RustGPT: A pure-Rust transformer LLM built from scratch

Dependency Tree & Cargo Semver Behavior

  • Commenters inspect cargo tree and note the project has only three direct dependencies (ndarray, rand, rand_distr), seen as lean for a non-trivial project.
  • Discussion dives deep into Cargo’s version resolution:
    • Dependency specifications like 0.9, 0.9.3 are treated as semver ranges with an implicit ^ operator.
    • Cargo tries to unify to a single version per major (or “0.x minor”) version; multiple versions appear only when constraints are semver-incompatible (e.g., 0.8 and 0.7.1).
    • Exact pinning with =0.9.3 is possible but discouraged for libraries because it fragments dependency graphs.

“From Scratch” & Use of Libraries

  • Some see the small, focused dependency set as a sign of quality.
  • Others argue that “from scratch” is overstated if core operations are delegated to existing libraries, but also note reusing libraries is sensible and reimplementation isn’t inherently better.

Code Readability, Style & Possible AI Generation

  • Many praise the code’s readability and straightforward structure, contrasting it with more complex, generic-heavy Rust.
  • Others criticize it as overly procedural and not idiomatic “modern Rust” (few iterators/enums).
  • Multiple commenters suspect README and portions of the code are LLM-generated (“vibe-coded”): telltale comments, emojis, file naming, and commit style.
  • Debate whether AI-generated Rust will “rot” code quality; some say it’s fine if humans clean up and focus effort on the hard parts, others say sloppy comments and duplicated patterns reveal shallow understanding.
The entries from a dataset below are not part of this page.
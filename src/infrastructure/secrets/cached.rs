use async_trait::async_trait;
use moka::future::Cache;
use std::sync::Arc;
use std::time::Duration;

use crate::domain::{DomainError, SecretName, SecretRef, SecretStore};

/// Secret store wrapper that adds caching with TTL.
///
/// Secret versions are written once under distinct names, so a cached value
/// never goes stale before it is evicted.
#[derive(Debug)]
pub struct CachedSecretStore {
    inner: Arc<dyn SecretStore>,
    cache: Cache<String, Arc<Vec<u8>>>,
}

impl CachedSecretStore {
    pub fn new(inner: Arc<dyn SecretStore>, ttl: Duration) -> Self {
        Self::with_capacity(inner, ttl, 10_000)
    }

    pub fn with_capacity(inner: Arc<dyn SecretStore>, ttl: Duration, capacity: u64) -> Self {
        let cache = Cache::builder()
            .time_to_live(ttl)
            .max_capacity(capacity)
            .build();

        Self { inner, cache }
    }
}

#[async_trait]
impl SecretStore for CachedSecretStore {
    async fn get(&self, secret_ref: &SecretRef) -> Result<Vec<u8>, DomainError> {
        if let Some(cached) = self.cache.get(secret_ref.as_str()).await {
            tracing::debug!(
                store = self.inner.store_name(),
                secret_ref = %secret_ref,
                "Cache hit for secret"
            );
            return Ok((*cached).clone());
        }

        tracing::debug!(
            store = self.inner.store_name(),
            secret_ref = %secret_ref,
            "Cache miss, fetching secret"
        );

        let secret = self.inner.get(secret_ref).await?;
        self.cache
            .insert(secret_ref.as_str().to_string(), Arc::new(secret.clone()))
            .await;

        Ok(secret)
    }

    async fn put(&self, name: &SecretName, secret: &[u8]) -> Result<SecretRef, DomainError> {
        let secret_ref = self.inner.put(name, secret).await?;
        self.cache
            .insert(secret_ref.as_str().to_string(), Arc::new(secret.to_vec()))
            .await;
        Ok(secret_ref)
    }

    fn store_name(&self) -> &'static str {
        self.inner.store_name()
    }
}
//! Signed request domain
//!
//! Defines the envelope exchanged between signing clients and the verifier and
//! the canonical form that is fed into the MAC.

mod canonical;
mod envelope;

pub use canonical::{canonical_json, canonical_string};
pub use envelope::{
    format_timestamp, parse_timestamp, EnvelopeError, SignedRequestEnvelope, HEADER_KEY_ID,
    HEADER_MERCHANT_ID, HEADER_NONCE, HEADER_SIGNATURE, HEADER_TIMESTAMP,
};
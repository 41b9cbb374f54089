use async_trait::async_trait;
use std::fmt::Debug;

#[cfg(test)]
use mockall::automock;

use super::{SecretName, SecretRef};
use crate::domain::DomainError;

/// Key-value secret storage (secrets manager, vault, ...)
#[cfg_attr(test, automock)]
#[async_trait]
pub trait SecretStore: Send + Sync + Debug {
    /// Fetch secret bytes by reference
    async fn get(&self, secret_ref: &SecretRef) -> Result<Vec<u8>, DomainError>;

    /// Store secret bytes under a name and return the handle to persist
    async fn put(&self, name: &SecretName, secret: &[u8]) -> Result<SecretRef, DomainError>;

    /// Backend name for logging
    fn store_name(&self) -> &'static str;
}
Training Data, Behavior & Toy Nature

  • The model’s training data is tiny and embedded directly in main.rs (dozens of factual statements).
  • When prompted off-distribution, it quickly breaks down into nonsense outputs, reinforcing that this is a learning toy, not a usable LLM.
  • Suggestions include using public instruction and text datasets from Hugging Face and adding numerical gradient checks.

Rust vs Python: Tooling, Ecosystem & Performance

  • Several express relief at “just cargo run” compared to repeated stories of Python dependency hell.
  • A long subthread debates:
    • Whether easy dependency inclusion (Cargo/npm style) is a feature or a trap that encourages dependency bloat and security risk.
    • Centralized package registries vs more intentional, frictionful dependency models (Zig/Odin-style).
    • Python packaging’s longstanding problems vs improvements with pyproject.toml and tools like uv (often described as “cargo for Python”).
    • Some argue Python’s ecosystem is fundamentally flawed; others defend it as the de facto ML lingua franca whose C/C++ backends handle performance.
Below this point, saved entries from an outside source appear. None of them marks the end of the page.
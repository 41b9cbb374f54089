//! Sign command - signs a request body and prints the authentication headers

use std::io::Read;
use std::sync::Arc;

use anyhow::Context;
use clap::{Args, ValueEnum};
use serde_json::Value;

use crate::cli::nonce::parse_nonce_bytes;
use crate::domain::{OsRandom, SignedRequestEnvelope};
use crate::infrastructure::auth::{NonceGenerator, RequestSigner, MIN_NONCE_BYTES};

/// Arguments for the sign command
#[derive(Args, Clone)]
pub struct SignArgs {
    #[arg(long)]
    pub merchant_id: String,

    #[arg(long)]
    pub key_id: String,

    /// Signing secret, exactly as issued
    #[arg(long)]
    pub secret: String,

    /// Body to sign; read from stdin when absent
    #[arg(long)]
    pub body: Option<String>,

    /// Parse the body as JSON and sign its canonical form
    #[arg(long)]
    pub json: bool,

    #[arg(long, value_enum, default_value_t = OutputFormat::Headers)]
    pub output: OutputFormat,

    /// Random bytes in the generated nonce
    #[arg(long, default_value_t = MIN_NONCE_BYTES, value_parser = parse_nonce_bytes)]
    pub nonce_bytes: usize,
}

#[derive(Debug, Clone, Copy, PartialEq, Eq, ValueEnum)]
pub enum OutputFormat {
    /// `Name: value` lines followed by the signed body
    Headers,
    /// The full envelope as JSON
    Json,
}

/// Run the sign command
pub fn run(args: SignArgs) -> anyhow::Result<()> {
    let body = match args.body.clone() {
        Some(body) => body,
        None => {
            let mut buf = String::new();
            std::io::stdin()
                .read_to_string(&mut buf)
                .context("Failed to read body from stdin")?;
            buf
        }
    };

    let envelope = sign(&args, &body)?;
    println!("{}", render(&envelope, args.output)?);

    Ok(())
}

fn sign(args: &SignArgs, body: &str) -> anyhow::Result<SignedRequestEnvelope> {
    let signer = RequestSigner::new(
        args.merchant_id.clone(),
        args.key_id.clone(),
        args.secret.clone(),
    )
    .with_nonce_generator(NonceGenerator::new(Arc::new(OsRandom), args.nonce_bytes));

    if args.json {
        let value: Value = serde_json::from_str(body).context("Body is not valid JSON")?;
        Ok(signer.sign_json(&value))
    } else {
        Ok(signer.sign_body(body))
    }
}

fn render(envelope: &SignedRequestEnvelope, format: OutputFormat) -> anyhow::Result<String> {
    match format {
        OutputFormat::Headers => {
            let mut lines: Vec<String> = envelope
                .headers()
                .into_iter()
                .map(|(name, value)| format!("{}: {}", name, value))
                .collect();
            lines.push(String::new());
            lines.push(envelope.canonical_body.clone());
            Ok(lines.join("\n"))
        }
        OutputFormat::Json => Ok(serde_json::to_string_pretty(envelope)?),
    }
}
Rust in the ML Stack & Future Work

  • Commenters are excited to see a pure-Rust transformer and note Rust’s memory safety helps avoid subtle bugs (e.g., buffer overflows in transformers).
  • A few suggest GPU support, proper tokenization (e.g., BPE), and fixing architectural issues (e.g., reusing the same transformer block instance instead of separate layers).
  • Broader discussion touches on whether more of the AI ecosystem will or should migrate from Python to Rust/C++/other languages; consensus in the thread is mixed.